Patients with metastatic breast cancer (MBC) are often treated with multiple regimens, and viable options may soon be exhausted. Irinotecan (CPT-11), a topoisomerase 1 inhibitor, is rarely used in this setting, however. Approved for advanced breast cancer in Japan, S-1 is a pyrimidine derivative comprising the combination of tegafur, gimeracil and oteracil. Irinotecan is combined with S-1 (IRIS) to obtain an additive effect, even in the presence of high thymidylate synthase in breast cancer cells. This combination has also been successfully used for gastro-intestinal malignancies in Japan. Method: This study was divided into two steps: step 1, in which the safety profile of the regimen was determined; and step 2, in which tumor response was evaluated if the safety profile was considered acceptable. Irinotecan was given intravenously at a dose of 80 mg/m2 on days 1 and 8 and S-1 orally at 80-120 mg/day depending on body surface area for 2 weeks. The cycle was repeated every 3 weeks.

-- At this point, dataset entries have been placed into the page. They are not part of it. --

use cotdesk_core::{AgeBand, CotRecord, Gender, ProductCategory, QuestionType, Questioner};
use cotdesk_records::{page_slice, ListFilters, PageMeta, PageRequest, PAGE_SIZES};
use serde::{Deserialize, Serialize};
use strum_macros::EnumIter;

/// Sortable columns of the CoT listing
#[derive(Debug, Clone, Copy, PartialEq, Eq, Serialize, Deserialize, EnumIter)]
pub enum SortKey {
    ProductCategory,
    QuestionType,
    CotStatus,
    UpdatedAt,
}

impl SortKey {
    pub fn label(self) -> &'static str {
        match self {
            SortKey::ProductCategory => "상품분류",
            SortKey::QuestionType => "질문유형",
            SortKey::CotStatus => "상태",
            SortKey::UpdatedAt => "수정일",
        }
    }
}

#[derive(Debug, Clone, Copy, PartialEq, Eq, Serialize, Deserialize)]
pub enum SortDirection {
    Ascending,
    Descending,
}

impl SortDirection {
    pub fn flipped(self) -> Self {
        match self {
            SortDirection::Ascending => SortDirection::Descending,
            SortDirection::Descending => SortDirection::Ascending,
        }
    }

    pub fn indicator(self) -> &'static str {
        match self {
            SortDirection::Ascending => "↑",
            SortDirection::Descending => "↓",
        }
    }
}

/// Advance an optional filter through `all` and back to "all records".
fn cycle_option<T: Copy + PartialEq>(current: Option<T>, all: &[T]) -> Option<T> {
    match current {
        None => all.first().copied(),
        Some(value) => {
            let index = all.iter().position(|x| *x == value).unwrap_or(0);
            if index + 1 < all.len() {
                Some(all[index + 1])
            } else {
                None
            }
        }
    }
}

/// View state of the CoT listing.
///
/// Pure state plus update methods; rendering reads it, tests drive it
/// directly. Filtering, sorting, and pagination are re-derived from the
/// full collections on every render via [`ListViewState::filtered`].
#[derive(Debug, Clone, PartialEq, Serialize, Deserialize)]
pub struct ListViewState {
    pub filters: ListFilters,
    pub sort_key: SortKey,
    pub sort_direction: SortDirection,
    pub page: PageRequest,
    /// Row cursor within the visible page
    pub cursor: usize,
}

Results: A total of 21 patients were registered in the study. Median age was 50 years (range, 26 -69 years). Performance status was 0 and 1 in 20 and 1 patients, respectively. Six patients were enrolled in step 1. Grade (G) 3 fatigue and vomiting were observed in 1 patients, G 3-4 neutropenia in 4 and G 3 anemia in 1. The toxicity profile in step 1 was determined acceptable to move on to step 2. Step 2 included 15 patients treated with IRIS. Grade 3-4 neutropenia occurred in 7 out of these 15 patients, fatigue in 1, diarrhea in 3 and anorexia in 1. All patients had previously received anthracyclines and taxanes. Eighteen patients, including 3 patients in step 1, were evaluable for response. A partial response was obtained in 5 patients (27.8%), including in 1 patient who had a history of 4 previous treatments. Progression-free survival in these patients was 137+, 147, 168+, 304+ and 364+ days; no progressive disease was observed in 4 of them. In addition, stable disease was obtained in 5 patients (27.8%) in whom 2 patients experienced SD for longer than 6 months. Conclusion: These results indicate that the IRIS regimen has an acceptable safety profile and modest activity against breast cancer in patients who have been heavily treated with chemotherapy for MBC. We believe the patients responded to the IRIS regimen because irinotecan has a different mechanism of action as compared to other drugs commonly used for breast cancer and complete cross-resistance may not exist between S-1 and capecitabine. This regimen is commonly used for gastric or colorectal cancer in Japan and is considered to be highly tolerable. Therefore, we conclude that this regimen has potential as an option to treat advanced and metastatic breast cancer, although attention must be paid to diarrhea, the dose-limiting toxicity of irinotecan and S-1.

Citation Information: Cancer Res 2010;70(24 Suppl):Abstract nr P6-11-09.